4. Dezember 1951

Rede vor der Interparlamentarischen Union in London

 

Herr Vorsitzender, meine Damen und Herren!

Es ist für mich eine besondere Auszeichnung, in Westminster zu sprechen vor einer Institution, die sich um die Verbesserung der internationalen Beziehungen und insbesondere um die friedliche Regelung von internationalen Gegensätzen so große Verdienste erworben hat. In den Mauern dieses ehrwürdigen Gebäudes sind die Traditionen Großbritanniens lebendig. Die politischen Ideen, die hier im Laufe der Jahrhunderte entstanden, sind zum Allgemeingut der freien Welt geworden. Teile dieses Gebäudes sind einem von einer Gewaltherrschaft frevelhaft begonnenen Krieg zum Opfer gefallen. Der Wiederaufbau ist ein Symbol für das Festhalten an den überkommenen Werten, deren Vernichtung die Menschen zurückstoßen würde in barbarische Zeiten.
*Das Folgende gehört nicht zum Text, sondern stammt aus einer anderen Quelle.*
//! Outbound IP-family probes
//!
//! Stateless diagnostic that issues an HTTP GET against one of a fixed set
//! of external echo endpoints and classifies the returned address literal as
//! IPv4 or IPv6. Transport failures are converted into a failure report
//! carrying the error text; a probe never propagates an unhandled fault.

use once_cell::sync::Lazy;
use std::fmt;
use std::net::IpAddr;
use std::time::Duration;

use crate::error::DiagError;

/// One probe target: echo endpoint, the family label reported for it, and
/// the local route that triggers it.
#[derive(Debug, Clone, Copy, PartialEq, Eq)]
pub struct ProbeEndpoint {
    pub host: &'static str,
    pub label: &'static str,
    pub route: &'static str,
}

/// Dispatch table of echo endpoints by expected IP family.
pub static PROBE_ENDPOINTS: Lazy<Vec<ProbeEndpoint>> = Lazy::new(|| {
    vec![
        ProbeEndpoint {
            host: "api.ipify.org",
            label: "IPv4",
            route: "/ipv4-test",
        },
        ProbeEndpoint {
            host: "api6.ipify.org",
            label: "IPv6",
            route: "/ipv6-test",
        },
        ProbeEndpoint {
            host: "api64.ipify.org",
            label: "Dual stack",
            route: "/dual-stack-test",
        },
    ]
});

/// Look up the probe endpoint serving a local route.
pub fn endpoint_for_route(route: &str) -> Option<&'static ProbeEndpoint> {
    PROBE_ENDPOINTS.iter().find(|e| e.route == route)
}

/// IP family observed in a probe response body.
#[derive(Debug, Clone, Copy, PartialEq, Eq)]
pub enum IpFamily {
    V4,
    V6,
    /// Body present but not an address literal
    Invalid,
    /// No body observed (transport failure)
    Unknown,
}

impl fmt::Display for IpFamily {
    fn fmt(&self, f: &mut fmt::Formatter<'_>) -> fmt::Result {
        match self {
            IpFamily::V4 => write!(f, "IPv4"),
            IpFamily::V6 => write!(f, "IPv6"),
            IpFamily::Invalid => write!(f, "Invalid IP"),
            IpFamily::Unknown => write!(f, "Unknown"),
        }
    }
}

/// Classify a response body as an IPv4 literal, IPv6 literal, or neither.
pub fn classify_ip(body: &str) -> IpFamily {
    match body.trim().parse::<IpAddr>() {
        Ok(IpAddr::V4(_)) => IpFamily::V4,
        Ok(IpAddr::V6(_)) => IpFamily::V6,
        Err(_) => IpFamily::Invalid,
    }
}

/// Result of one probe invocation. Created per call, never retained.
#[derive(Debug, Clone)]
pub struct ProbeReport {
    pub endpoint: String,
    pub label: String,
    pub family: IpFamily,
    pub success: bool,
    pub error: Option<String>,
}

impl ProbeReport {
    fn failure(endpoint: &str, label: &str, error: String) -> Self {
        Self {
            endpoint: endpoint.to_string(),
            label: label.to_string(),
            family: IpFamily::Unknown,
            success: false,
            error: Some(error),
        }
    }
}

impl fmt::Display for ProbeReport {
    fn fmt(&self, f: &mut fmt::Formatter<'_>) -> fmt::Result {
        write!(
            f,
            "{} validation resulted in {}. Detected IP type is {}. Error message: {}.",
            self.label,
            if self.success { "success" } else { "failure" },
            self.family,
            self.error.as_deref().unwrap_or("none"),
        )
    }
}

/// Issues outbound probes with a short per-request timeout.
pub struct IpProbe {
    client: reqwest::Client,
}

/// Transport bound for one probe round trip.
const PROBE_TIMEOUT: Duration = Duration::from_secs(5);

impl IpProbe {
    pub fn new() -> anyhow::Result<Self> {
        let client = reqwest::Client::builder().timeout(PROBE_TIMEOUT).build()?;
        Ok(Self { client })
    }

    /// GET `http://{host}/` and classify the body.
    ///
    /// Success requires a 2xx status, no transport error, and a non-empty
    /// body. Every failure mode is folded into the report.
    pub async fn probe(&self, host: &str, label: &str) -> ProbeReport {
        let url = format!("http://{host}/");
        tracing::debug!(endpoint = %host, %url, "probing endpoint");

        let (status, body) = match self.fetch(&url, host).await {
            Ok(ok) => ok,
            Err(err) => {
                tracing::warn!(endpoint = %host, error = %err, "probe transport failed");
                let reason = match err {
                    DiagError::ProbeTransport { reason, .. } => reason,
                    other => other.to_string(),
                };
                return ProbeReport::failure(host, label, reason);
            }
        };

        let family = classify_ip(&body);
        let success = status.is_success() && !body.trim().is_empty();
        tracing::info!(
            endpoint = %host,
            status = %status,
            family = %family,
            success,
            "probe completed"
        );

        ProbeReport {
            endpoint: host.to_string(),
            label: label.to_string(),
            family,
            success,
            error: None,
        }
    }

    /// One round trip; send and body-read failures surface as
    /// [`DiagError::ProbeTransport`].
    async fn fetch(&self, url: &str, host: &str) -> Result<(reqwest::StatusCode, String), DiagError> {
        let transport_err = |e: reqwest::Error| DiagError::ProbeTransport {
            endpoint: host.to_string(),
            reason: e.to_string(),
        };
        let response = self.client.get(url).send().await.map_err(transport_err)?;
        let status = response.status();
        let body = response.text().await.map_err(transport_err)?;
        Ok((status, body))
    }
}

#[cfg(test)]
mod tests {
    use super::*;

    #[test]
    fn test_classify_ipv4() {
        assert_eq!(classify_ip("93.184.216.34"), IpFamily::V4);
        assert_eq!(classify_ip("  10.0.0.1\n"), IpFamily::V4);
    }

    #[test]
    fn test_classify_ipv6() {
        assert_eq!(classify_ip("2606:4700:4700::1111"), IpFamily::V6);
        assert_eq!(classify_ip("::1"), IpFamily::V6);
    }

    #[test]
    fn test_classify_invalid() {
        assert_eq!(classify_ip(""), IpFamily::Invalid);
        assert_eq!(classify_ip("<html>nope</html>"), IpFamily::Invalid);
        assert_eq!(classify_ip("999.1.2.3"), IpFamily::Invalid);
    }

    #[test]
    fn test_endpoint_table_routes() {
        assert_eq!(endpoint_for_route("/ipv4-test").unwrap().host, "api.ipify.org");
        assert_eq!(endpoint_for_route("/ipv6-test").unwrap().host, "api6.ipify.org");
        assert_eq!(
            endpoint_for_route("/dual-stack-test").unwrap().label,
            "Dual stack"
        );
        assert!(endpoint_for_route("/nope").is_none());
    }

    #[test]
    fn test_report_success_message() {
        let report = ProbeReport {
            endpoint: "api6.ipify.org".to_string(),
            label: "IPv6".to_string(),
            family: IpFamily::V6,
            success: true,
            error: None,
        };
        assert_eq!(
            format!("{report}"),
            "IPv6 validation resulted in success. Detected IP type is IPv6. Error message: none."
        );
    }

    #[test]
    fn test_report_failure_message_carries_error() {
        let report = ProbeReport::failure("api.ipify.org", "IPv4", "connection refused".to_string());
        let msg = format!("{report}");
        assert!(msg.contains("IPv4 validation resulted in failure"));
        assert!(msg.contains("Detected IP type is Unknown"));
        assert!(msg.contains("connection refused"));
    }

    #[tokio::test]
    async fn test_probe_connection_error_is_caught() {
        let probe = IpProbe::new().unwrap();
        // Port 9 (discard) is not listening; connect fails fast.
        let report = probe.probe("127.0.0.1:9", "IPv4").await;

        assert!(!report.success);
        assert_eq!(report.family, IpFamily::Unknown);
        assert!(report.error.is_some());
        assert!(!report.error.unwrap().is_empty());
    }

    #[tokio::test]
    async fn test_fetch_failure_is_probe_transport() {
        let probe = IpProbe::new().unwrap();
        let err = probe
            .fetch("http://127.0.0.1:9/", "127.0.0.1:9")
            .await
            .unwrap_err();
        match err {
            DiagError::ProbeTransport { endpoint, reason } => {
                assert_eq!(endpoint, "127.0.0.1:9");
                assert!(!reason.is_empty());
            }
            other => panic!("expected ProbeTransport, got {other:?}"),
        }
    }
}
Zu dem Wiederaufbau des Unterhauses haben alle Staaten beigetragen, die im Commonwealth zusammengeschlossen sind. Ich habe mir in den Jahren, als mir die Machthaber des Dritten Reiches zu solchen Betrachtungen Muße ließen, manchmal die Frage vorgelegt, warum das Commonwealth so viele Stürme unerschüttert überdauert hat. Mir scheint deshalb, weil es nicht auf Macht gegründet ist, sondern auf die sittlichen Werte der angelsächsischen Rechtsordnung und die gemeinsame Überzeugung über die Grundwerte des persönlichen, des gesellschaftlichen und des politischen Lebens; vor allem aber, weil den Angelsachsen eine geistige Grundhaltung eigentümlich ist: der Sinn für Maß und die Abneigung gegen theoretische Spekulationen. Die natürliche Veranlagung der Briten zu der von mir gekennzeichneten Geisteshaltung hat eine starke Förderung erhalten durch den insularen Charakter des Landes. Er zwang seine Bewohner, sich gegenseitig abzuschleifen und zu einem Grad von Homogenität zu kommen, der für das ganze ungemein förderlich war.

Ich habe mich weiter gefragt, warum die Entwicklung auf dem Kontinent so anders verlaufen ist. Auch die kontinentalen Staaten Europas besitzen eine gemeinsame Zivilisation und Kultur, gemeinsame Rechtsbegriffe. Trotzdem haben sich die Nationen des Kontinents durch die Jahrhunderte immer weiter voneinander entfernt. Auch dann, wenn nach langen blutigen Auseinandersetzungen maßvolle Sieger sich mit dem Besiegten zusammenfanden, um den Grundstein zu einer dauerhaften, friedlichen Regelung ihrer Beziehungen zu legen, [wie im] Frieden von Utrecht oder auf dem Wiener Kongress, haben sich Gegensätze zwischen den europäischen Staaten stärker erwiesen als das Gemeinsame.

Die Ursache für die andere Entwicklung auf dem Kontinent liegt in der großen Verschiedenheit der Nationalitäten und dem Fehlen des Zwanges zur Schaffung einer Homogenität, wie ihn die insulare Lage Großbritanniens mit sich gebracht hat. Diese andersartige kontinentale Entwicklung hat sicher neben ihren Nachteilen auch große Wirkungen ausgelöst, die den Aufstieg der Menschheit gefördert haben. Ich habe geglaubt, auf die historische Entwicklung hinweisen zu sollen, um damit darzutun, dass die Gegensätze zwischen den kontinentalen Völkern Europas, die Unterschiede in der Entwicklung gegenüber Großbritannien, durch Umstände herbeigeführt worden sind, die zeitbedingt waren. Diese Verschiedenheiten sind aber deshalb kein Grund, der den Zusammenschluss der Völker, den unsere Zeit zwingend verlangt, unmöglich machen könnte.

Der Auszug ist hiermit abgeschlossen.